--- RECORD SET Enclosed Below ---

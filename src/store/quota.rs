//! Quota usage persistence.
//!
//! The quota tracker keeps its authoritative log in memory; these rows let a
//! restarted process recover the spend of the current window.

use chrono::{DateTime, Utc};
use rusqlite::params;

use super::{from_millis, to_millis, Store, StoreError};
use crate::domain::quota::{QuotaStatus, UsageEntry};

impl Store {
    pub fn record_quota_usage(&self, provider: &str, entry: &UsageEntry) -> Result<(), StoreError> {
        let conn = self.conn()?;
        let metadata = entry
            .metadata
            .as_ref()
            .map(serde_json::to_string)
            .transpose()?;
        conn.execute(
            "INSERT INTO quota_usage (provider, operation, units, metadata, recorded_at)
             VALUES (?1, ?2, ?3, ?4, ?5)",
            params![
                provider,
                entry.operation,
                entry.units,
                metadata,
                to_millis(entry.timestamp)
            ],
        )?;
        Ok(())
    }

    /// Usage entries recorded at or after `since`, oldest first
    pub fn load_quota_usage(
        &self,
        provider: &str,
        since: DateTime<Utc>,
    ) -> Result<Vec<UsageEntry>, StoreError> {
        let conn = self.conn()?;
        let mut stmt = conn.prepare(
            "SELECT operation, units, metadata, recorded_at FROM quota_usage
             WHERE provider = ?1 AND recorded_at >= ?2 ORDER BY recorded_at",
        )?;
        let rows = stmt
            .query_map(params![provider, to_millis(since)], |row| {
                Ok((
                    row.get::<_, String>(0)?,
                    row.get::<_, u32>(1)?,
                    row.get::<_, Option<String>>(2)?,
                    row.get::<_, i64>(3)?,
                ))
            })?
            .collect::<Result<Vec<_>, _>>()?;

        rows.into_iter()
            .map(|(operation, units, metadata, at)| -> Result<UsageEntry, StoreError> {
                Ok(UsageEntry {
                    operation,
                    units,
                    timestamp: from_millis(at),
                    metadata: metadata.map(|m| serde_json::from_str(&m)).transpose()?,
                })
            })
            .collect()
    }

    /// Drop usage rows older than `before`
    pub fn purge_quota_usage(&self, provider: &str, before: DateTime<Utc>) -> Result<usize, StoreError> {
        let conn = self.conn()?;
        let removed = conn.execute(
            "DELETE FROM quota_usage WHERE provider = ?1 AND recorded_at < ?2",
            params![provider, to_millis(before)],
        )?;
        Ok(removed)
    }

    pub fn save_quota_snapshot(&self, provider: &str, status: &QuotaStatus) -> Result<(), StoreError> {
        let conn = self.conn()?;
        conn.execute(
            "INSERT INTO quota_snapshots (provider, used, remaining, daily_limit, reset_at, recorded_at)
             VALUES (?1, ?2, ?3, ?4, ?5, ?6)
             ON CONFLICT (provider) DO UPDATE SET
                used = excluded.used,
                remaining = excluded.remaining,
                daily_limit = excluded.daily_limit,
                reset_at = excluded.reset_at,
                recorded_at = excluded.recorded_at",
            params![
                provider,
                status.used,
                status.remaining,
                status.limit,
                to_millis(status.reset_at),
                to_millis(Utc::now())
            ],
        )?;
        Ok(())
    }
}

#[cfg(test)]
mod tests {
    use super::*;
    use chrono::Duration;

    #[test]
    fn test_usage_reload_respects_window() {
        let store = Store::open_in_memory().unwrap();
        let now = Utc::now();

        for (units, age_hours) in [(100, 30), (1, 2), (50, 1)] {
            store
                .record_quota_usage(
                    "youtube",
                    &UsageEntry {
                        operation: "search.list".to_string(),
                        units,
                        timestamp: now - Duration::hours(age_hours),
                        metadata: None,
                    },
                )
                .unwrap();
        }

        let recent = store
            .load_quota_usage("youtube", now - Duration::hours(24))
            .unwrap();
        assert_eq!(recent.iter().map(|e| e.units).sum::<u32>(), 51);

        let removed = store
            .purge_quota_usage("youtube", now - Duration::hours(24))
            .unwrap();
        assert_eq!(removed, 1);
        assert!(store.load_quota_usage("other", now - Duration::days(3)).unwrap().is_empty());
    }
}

--- End of Enclosed RECORD SET ---
--- RECORD SET Enclosed Below ---

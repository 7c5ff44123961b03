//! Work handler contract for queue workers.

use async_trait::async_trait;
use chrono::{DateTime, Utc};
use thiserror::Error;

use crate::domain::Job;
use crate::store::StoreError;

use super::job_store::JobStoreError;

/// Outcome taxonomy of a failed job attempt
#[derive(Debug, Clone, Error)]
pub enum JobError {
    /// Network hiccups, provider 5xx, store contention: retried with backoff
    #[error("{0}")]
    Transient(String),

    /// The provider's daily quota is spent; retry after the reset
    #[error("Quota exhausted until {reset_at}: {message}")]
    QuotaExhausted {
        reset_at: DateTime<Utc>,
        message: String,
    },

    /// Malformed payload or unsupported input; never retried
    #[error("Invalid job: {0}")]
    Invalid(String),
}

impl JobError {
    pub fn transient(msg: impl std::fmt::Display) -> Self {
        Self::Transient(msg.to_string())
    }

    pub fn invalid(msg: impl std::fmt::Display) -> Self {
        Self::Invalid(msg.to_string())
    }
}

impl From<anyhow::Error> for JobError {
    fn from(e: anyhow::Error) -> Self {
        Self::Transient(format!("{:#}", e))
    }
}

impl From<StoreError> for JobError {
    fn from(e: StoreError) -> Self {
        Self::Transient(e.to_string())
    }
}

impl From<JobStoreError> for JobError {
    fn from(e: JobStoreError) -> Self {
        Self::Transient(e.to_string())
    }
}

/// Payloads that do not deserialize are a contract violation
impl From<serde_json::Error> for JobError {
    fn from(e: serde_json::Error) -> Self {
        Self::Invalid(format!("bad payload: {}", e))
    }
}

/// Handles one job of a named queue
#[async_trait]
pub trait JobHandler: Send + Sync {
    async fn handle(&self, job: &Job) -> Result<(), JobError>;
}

--- End of Enclosed RECORD SET ---

▶ [REQUIRED WORK] Return only the number of lines above that include "domain".

▶ [SOLUTION TO THIS EXERCISE] 2